Where does the word "lock" show up in the data? Please find each such line and copy it.

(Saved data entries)
_ _ _ _ _

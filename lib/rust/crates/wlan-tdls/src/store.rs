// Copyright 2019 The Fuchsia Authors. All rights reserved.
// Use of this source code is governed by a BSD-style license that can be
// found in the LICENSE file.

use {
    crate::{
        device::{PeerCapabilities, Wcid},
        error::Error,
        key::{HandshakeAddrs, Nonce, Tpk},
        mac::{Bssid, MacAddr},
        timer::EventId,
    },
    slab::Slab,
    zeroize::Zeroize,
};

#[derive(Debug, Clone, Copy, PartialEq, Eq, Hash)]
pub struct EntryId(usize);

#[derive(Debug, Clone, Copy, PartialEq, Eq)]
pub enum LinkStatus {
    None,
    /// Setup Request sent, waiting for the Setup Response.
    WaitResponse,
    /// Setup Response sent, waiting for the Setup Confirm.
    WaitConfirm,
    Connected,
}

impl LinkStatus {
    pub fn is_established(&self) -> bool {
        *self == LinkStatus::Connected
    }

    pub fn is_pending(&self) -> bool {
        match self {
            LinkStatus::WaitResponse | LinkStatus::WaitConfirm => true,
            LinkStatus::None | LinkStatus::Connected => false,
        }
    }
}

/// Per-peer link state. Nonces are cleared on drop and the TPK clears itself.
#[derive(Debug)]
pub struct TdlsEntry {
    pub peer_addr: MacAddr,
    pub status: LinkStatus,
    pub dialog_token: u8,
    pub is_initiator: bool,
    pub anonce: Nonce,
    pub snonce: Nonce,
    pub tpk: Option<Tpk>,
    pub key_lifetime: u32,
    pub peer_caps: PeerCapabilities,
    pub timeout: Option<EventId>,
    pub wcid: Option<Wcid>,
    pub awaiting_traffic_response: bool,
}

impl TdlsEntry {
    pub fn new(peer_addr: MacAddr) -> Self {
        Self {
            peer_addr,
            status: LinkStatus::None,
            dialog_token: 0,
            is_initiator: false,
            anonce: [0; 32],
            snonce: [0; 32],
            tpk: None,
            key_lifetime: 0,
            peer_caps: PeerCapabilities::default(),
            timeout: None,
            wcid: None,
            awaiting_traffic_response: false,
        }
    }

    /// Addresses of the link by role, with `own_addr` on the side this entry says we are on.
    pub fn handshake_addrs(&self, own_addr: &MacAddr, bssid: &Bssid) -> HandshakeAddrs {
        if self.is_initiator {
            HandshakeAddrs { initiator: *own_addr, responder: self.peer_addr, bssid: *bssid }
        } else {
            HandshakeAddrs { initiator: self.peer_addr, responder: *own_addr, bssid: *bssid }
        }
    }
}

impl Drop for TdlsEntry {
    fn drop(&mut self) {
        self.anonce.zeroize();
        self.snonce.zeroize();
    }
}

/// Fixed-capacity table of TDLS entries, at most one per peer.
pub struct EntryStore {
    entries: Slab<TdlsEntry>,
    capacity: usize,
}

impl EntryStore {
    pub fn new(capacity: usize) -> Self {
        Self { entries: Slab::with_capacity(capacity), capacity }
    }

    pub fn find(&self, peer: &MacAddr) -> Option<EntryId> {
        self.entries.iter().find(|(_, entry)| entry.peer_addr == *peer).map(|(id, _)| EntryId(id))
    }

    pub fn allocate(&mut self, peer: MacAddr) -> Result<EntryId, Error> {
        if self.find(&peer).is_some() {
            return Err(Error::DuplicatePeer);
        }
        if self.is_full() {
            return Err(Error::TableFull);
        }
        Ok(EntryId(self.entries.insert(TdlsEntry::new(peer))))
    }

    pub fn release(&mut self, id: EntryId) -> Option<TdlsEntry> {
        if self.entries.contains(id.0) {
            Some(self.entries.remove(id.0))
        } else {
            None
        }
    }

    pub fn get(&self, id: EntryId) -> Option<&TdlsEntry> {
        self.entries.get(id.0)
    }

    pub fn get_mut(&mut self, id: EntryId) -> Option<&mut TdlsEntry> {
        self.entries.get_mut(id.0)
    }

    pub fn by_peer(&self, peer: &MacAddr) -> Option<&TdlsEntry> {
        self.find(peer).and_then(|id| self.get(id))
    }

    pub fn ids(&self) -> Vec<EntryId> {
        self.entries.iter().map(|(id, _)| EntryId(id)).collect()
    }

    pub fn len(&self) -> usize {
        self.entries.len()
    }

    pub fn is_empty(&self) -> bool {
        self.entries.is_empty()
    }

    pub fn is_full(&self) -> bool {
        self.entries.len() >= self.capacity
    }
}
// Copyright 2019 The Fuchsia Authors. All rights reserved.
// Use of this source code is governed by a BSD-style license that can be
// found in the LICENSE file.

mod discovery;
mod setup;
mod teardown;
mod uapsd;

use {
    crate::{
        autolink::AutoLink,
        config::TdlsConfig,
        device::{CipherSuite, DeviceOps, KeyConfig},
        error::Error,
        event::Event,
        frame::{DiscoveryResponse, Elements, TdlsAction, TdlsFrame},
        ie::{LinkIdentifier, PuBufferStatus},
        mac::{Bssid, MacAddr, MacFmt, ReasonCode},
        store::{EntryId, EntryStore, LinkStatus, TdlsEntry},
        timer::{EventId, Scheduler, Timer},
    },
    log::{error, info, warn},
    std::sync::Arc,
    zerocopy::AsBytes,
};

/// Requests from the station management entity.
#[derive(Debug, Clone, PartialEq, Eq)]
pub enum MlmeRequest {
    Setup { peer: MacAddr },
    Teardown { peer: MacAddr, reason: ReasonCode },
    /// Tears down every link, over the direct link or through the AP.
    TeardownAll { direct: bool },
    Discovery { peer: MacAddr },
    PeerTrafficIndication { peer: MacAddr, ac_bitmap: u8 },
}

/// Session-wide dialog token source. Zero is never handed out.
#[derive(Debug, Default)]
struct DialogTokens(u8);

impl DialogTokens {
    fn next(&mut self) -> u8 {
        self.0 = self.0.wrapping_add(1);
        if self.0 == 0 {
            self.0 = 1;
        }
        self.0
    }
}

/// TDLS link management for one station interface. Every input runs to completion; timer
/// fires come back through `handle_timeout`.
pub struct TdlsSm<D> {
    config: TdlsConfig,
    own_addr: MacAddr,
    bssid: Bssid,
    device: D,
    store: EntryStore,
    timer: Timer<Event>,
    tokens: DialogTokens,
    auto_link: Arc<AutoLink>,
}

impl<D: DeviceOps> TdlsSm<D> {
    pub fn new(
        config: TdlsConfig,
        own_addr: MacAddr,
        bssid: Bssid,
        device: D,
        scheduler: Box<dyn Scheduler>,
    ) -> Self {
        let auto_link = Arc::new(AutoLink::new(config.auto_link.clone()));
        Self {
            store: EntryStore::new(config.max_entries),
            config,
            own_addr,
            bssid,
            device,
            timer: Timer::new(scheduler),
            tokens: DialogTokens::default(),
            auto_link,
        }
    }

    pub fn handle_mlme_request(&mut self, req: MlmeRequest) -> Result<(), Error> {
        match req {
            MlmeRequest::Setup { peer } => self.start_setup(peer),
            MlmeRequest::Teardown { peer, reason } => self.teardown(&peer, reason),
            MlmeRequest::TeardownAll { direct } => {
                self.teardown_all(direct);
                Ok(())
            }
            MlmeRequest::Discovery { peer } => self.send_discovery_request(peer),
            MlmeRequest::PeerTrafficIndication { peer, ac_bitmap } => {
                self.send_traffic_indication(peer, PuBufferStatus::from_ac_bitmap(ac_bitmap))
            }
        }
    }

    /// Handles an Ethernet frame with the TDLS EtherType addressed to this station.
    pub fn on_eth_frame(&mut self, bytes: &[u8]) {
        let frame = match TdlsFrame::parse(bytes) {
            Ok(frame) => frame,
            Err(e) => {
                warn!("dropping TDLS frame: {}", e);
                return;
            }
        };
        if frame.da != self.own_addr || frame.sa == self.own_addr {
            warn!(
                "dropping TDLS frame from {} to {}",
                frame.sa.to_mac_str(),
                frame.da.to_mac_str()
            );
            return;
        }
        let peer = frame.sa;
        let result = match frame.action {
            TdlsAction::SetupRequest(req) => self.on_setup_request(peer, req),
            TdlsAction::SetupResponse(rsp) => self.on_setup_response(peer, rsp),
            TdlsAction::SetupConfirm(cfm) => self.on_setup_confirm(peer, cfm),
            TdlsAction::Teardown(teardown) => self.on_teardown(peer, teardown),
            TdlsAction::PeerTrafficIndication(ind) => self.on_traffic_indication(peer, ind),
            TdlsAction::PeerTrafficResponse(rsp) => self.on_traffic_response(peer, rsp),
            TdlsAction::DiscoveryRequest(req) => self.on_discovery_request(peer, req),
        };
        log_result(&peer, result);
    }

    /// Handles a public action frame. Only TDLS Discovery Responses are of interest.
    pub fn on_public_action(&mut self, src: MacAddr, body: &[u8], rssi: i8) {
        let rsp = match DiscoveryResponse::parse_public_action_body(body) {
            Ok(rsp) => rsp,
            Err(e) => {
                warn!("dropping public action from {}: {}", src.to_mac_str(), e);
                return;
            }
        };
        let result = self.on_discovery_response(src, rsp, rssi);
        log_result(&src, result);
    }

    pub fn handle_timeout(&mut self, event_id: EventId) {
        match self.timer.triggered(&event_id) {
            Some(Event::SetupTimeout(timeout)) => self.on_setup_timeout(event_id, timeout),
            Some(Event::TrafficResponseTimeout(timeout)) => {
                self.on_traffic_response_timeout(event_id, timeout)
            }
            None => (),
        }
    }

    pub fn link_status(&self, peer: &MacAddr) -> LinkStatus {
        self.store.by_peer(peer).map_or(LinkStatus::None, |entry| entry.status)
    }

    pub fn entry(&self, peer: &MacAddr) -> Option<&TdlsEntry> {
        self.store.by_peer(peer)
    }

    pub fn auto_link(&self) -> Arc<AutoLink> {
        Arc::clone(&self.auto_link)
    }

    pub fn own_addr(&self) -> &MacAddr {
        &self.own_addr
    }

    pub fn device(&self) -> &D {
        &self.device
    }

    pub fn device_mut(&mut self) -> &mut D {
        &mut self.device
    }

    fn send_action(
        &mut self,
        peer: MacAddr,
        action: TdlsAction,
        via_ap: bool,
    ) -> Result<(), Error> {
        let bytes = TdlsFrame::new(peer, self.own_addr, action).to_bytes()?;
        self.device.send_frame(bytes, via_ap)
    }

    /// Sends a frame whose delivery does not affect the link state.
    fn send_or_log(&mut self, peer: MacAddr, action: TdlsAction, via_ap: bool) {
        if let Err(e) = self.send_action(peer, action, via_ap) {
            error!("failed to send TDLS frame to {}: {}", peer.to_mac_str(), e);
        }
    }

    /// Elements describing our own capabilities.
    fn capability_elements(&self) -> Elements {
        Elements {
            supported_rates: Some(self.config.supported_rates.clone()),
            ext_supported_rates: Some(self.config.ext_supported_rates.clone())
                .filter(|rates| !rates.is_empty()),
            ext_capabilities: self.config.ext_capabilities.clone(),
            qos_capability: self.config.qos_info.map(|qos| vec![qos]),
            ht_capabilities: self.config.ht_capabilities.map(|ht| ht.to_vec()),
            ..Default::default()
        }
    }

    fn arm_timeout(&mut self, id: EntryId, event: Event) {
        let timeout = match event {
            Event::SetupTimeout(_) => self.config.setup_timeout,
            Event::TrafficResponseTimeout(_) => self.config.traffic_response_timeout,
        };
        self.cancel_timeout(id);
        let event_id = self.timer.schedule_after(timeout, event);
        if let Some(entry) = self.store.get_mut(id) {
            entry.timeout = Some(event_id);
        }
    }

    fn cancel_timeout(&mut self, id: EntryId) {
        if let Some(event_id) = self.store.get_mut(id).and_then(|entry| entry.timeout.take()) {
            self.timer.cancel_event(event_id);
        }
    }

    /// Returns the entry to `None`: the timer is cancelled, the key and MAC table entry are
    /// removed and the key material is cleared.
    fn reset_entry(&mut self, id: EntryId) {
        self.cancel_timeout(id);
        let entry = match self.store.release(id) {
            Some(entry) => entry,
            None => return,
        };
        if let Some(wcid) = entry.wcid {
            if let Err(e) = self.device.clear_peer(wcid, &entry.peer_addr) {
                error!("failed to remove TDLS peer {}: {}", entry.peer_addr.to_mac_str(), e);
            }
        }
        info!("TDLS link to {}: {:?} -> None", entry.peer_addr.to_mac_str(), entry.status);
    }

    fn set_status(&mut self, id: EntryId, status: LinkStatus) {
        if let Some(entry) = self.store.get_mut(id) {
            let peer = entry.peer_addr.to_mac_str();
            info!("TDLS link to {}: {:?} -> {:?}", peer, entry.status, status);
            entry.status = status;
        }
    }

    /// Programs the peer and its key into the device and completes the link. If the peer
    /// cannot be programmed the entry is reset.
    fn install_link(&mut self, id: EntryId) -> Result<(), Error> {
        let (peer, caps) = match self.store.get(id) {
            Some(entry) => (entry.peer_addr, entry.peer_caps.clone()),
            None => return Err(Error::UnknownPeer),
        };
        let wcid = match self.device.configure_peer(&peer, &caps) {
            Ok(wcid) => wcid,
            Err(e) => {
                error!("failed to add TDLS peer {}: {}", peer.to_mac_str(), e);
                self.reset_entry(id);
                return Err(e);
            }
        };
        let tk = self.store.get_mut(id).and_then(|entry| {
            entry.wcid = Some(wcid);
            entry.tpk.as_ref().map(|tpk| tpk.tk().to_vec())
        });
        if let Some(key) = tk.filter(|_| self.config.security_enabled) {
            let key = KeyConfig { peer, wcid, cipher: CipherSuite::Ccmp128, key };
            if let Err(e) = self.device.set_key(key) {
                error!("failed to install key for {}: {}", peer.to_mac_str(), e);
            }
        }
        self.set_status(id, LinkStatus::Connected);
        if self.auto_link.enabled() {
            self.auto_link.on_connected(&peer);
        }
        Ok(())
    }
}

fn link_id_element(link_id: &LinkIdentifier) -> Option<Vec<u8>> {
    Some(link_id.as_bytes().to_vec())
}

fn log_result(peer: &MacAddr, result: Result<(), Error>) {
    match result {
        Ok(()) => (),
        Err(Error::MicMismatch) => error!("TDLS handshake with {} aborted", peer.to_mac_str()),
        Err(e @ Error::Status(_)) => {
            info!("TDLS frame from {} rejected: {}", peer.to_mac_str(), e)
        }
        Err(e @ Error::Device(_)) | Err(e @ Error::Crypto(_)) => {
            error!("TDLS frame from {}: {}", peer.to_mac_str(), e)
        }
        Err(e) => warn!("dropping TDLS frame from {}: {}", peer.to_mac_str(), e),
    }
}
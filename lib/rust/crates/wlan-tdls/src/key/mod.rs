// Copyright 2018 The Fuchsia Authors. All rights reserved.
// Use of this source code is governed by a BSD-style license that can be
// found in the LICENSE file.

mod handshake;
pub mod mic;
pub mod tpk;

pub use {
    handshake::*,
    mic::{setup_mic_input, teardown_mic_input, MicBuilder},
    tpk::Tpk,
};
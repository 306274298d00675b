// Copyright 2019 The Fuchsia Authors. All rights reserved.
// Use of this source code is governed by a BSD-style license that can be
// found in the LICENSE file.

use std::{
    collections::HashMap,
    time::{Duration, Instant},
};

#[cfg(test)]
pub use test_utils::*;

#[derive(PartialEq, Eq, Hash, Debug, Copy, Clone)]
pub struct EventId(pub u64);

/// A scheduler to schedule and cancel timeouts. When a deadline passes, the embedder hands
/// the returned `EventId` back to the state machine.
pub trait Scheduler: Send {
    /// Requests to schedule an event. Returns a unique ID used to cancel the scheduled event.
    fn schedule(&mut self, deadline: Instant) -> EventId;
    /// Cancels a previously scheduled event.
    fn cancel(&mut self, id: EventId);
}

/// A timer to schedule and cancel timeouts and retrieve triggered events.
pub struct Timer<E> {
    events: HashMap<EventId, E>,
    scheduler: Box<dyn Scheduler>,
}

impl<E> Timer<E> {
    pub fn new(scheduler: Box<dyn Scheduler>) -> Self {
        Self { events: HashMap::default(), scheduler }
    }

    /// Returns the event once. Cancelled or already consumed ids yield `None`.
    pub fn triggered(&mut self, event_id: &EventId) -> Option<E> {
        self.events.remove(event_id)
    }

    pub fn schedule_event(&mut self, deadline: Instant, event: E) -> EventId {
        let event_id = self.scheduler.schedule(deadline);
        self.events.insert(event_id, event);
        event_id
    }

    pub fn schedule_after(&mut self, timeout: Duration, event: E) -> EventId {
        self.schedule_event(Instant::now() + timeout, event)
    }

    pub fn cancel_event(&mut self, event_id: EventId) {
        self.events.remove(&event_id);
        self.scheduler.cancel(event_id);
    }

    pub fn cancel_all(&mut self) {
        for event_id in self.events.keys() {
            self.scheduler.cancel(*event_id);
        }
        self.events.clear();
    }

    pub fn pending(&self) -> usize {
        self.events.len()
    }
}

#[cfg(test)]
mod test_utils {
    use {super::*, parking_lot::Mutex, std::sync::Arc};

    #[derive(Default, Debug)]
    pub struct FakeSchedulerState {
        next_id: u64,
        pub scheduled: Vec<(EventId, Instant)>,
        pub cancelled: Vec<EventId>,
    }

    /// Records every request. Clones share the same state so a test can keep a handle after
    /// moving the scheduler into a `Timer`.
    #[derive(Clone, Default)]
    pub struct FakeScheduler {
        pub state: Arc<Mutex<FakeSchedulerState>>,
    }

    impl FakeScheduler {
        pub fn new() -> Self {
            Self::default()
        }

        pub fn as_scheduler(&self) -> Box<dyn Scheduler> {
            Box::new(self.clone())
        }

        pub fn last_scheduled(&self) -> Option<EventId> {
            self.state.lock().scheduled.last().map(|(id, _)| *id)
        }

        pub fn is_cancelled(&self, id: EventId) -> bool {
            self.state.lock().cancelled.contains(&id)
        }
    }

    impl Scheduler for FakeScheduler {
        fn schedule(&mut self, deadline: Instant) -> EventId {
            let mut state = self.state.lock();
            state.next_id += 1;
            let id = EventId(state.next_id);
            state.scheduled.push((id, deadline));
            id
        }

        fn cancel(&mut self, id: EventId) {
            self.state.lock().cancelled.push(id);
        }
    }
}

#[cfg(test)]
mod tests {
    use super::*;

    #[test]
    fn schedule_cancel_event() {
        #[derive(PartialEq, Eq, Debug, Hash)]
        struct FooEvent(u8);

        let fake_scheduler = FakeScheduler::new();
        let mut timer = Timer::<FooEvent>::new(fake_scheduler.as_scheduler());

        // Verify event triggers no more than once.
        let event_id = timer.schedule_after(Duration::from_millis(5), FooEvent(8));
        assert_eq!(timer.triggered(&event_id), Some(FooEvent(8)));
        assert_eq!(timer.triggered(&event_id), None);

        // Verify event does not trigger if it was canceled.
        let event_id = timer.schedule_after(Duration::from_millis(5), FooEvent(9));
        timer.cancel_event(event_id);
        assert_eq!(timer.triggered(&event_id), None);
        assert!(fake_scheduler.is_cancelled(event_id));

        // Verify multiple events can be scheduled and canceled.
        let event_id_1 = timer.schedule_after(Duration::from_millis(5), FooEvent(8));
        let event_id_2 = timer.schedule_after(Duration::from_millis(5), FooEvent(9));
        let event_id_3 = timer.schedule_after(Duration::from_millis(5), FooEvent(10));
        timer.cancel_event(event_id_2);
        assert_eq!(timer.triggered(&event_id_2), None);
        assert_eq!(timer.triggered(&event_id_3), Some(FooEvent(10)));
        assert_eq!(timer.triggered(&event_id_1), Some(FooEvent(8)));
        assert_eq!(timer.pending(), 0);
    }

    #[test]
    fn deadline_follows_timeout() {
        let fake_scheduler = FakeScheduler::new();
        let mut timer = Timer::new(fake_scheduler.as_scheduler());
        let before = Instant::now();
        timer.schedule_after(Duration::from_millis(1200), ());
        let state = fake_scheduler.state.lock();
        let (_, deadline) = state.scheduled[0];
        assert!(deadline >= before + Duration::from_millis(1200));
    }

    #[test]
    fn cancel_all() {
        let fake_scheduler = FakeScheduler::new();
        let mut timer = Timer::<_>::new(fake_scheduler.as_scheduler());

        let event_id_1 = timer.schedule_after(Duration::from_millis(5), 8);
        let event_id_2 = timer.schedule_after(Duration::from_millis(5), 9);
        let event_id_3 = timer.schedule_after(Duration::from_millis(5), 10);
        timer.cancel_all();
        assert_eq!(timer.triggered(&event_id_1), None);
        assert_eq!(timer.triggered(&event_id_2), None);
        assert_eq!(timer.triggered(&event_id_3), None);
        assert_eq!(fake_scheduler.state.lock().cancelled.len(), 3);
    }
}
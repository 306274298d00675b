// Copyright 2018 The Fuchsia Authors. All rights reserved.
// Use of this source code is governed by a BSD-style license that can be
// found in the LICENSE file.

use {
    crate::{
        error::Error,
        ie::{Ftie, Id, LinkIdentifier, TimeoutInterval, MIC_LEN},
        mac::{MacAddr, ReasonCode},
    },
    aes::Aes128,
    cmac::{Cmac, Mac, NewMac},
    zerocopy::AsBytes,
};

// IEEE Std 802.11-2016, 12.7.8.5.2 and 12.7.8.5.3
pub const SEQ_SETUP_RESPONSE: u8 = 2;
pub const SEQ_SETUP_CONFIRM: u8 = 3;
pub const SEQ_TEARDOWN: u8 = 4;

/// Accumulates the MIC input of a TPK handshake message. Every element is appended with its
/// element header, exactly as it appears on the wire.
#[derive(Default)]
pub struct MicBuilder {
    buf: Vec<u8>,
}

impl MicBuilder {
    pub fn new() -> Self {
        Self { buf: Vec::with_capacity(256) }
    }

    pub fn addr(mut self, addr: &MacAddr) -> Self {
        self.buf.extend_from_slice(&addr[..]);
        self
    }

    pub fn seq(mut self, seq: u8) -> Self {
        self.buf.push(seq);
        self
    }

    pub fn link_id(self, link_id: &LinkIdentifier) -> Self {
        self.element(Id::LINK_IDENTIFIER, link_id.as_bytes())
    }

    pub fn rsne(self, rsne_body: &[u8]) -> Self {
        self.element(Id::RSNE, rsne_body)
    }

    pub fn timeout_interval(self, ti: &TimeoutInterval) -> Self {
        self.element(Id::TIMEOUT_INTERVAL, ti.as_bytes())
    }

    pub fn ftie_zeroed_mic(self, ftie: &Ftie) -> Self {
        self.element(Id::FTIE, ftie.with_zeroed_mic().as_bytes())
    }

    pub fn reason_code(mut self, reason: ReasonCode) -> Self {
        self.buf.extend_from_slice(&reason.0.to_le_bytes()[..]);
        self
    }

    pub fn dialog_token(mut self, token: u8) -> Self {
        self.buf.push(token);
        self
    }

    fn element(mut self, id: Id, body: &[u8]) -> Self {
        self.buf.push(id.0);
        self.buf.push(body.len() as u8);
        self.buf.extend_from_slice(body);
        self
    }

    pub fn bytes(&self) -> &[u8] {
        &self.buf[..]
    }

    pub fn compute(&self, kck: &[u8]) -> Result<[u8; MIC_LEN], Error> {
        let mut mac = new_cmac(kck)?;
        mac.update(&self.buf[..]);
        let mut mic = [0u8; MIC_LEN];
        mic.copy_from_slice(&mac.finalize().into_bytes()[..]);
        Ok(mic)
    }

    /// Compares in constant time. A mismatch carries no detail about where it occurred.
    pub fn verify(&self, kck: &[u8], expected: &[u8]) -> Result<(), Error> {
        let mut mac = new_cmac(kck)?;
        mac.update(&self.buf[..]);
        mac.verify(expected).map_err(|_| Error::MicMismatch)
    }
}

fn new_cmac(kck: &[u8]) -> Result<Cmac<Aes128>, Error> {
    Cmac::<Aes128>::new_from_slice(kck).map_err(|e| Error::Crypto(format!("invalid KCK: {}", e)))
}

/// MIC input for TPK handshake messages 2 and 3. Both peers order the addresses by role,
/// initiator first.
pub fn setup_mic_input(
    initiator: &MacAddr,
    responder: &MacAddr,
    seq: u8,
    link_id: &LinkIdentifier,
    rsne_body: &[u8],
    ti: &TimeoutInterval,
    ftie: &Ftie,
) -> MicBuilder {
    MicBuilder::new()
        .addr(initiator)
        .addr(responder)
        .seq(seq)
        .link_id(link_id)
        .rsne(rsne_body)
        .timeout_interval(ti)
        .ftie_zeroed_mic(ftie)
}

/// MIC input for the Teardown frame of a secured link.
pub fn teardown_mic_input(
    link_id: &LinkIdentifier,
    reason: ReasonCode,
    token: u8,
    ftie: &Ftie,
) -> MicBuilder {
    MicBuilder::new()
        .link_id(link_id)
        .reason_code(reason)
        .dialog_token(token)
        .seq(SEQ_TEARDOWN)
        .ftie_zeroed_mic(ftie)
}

_ _ _ _ _

# [Output of the task]
            self.state.lock().scheduled.last().map(|(id, _)| *id)
            self.state.lock().cancelled.contains(&id)
            let mut state = self.state.lock();
            self.state.lock().cancelled.push(id);
        let state = fake_scheduler.state.lock();
        assert_eq!(fake_scheduler.state.lock().cancelled.len(), 3);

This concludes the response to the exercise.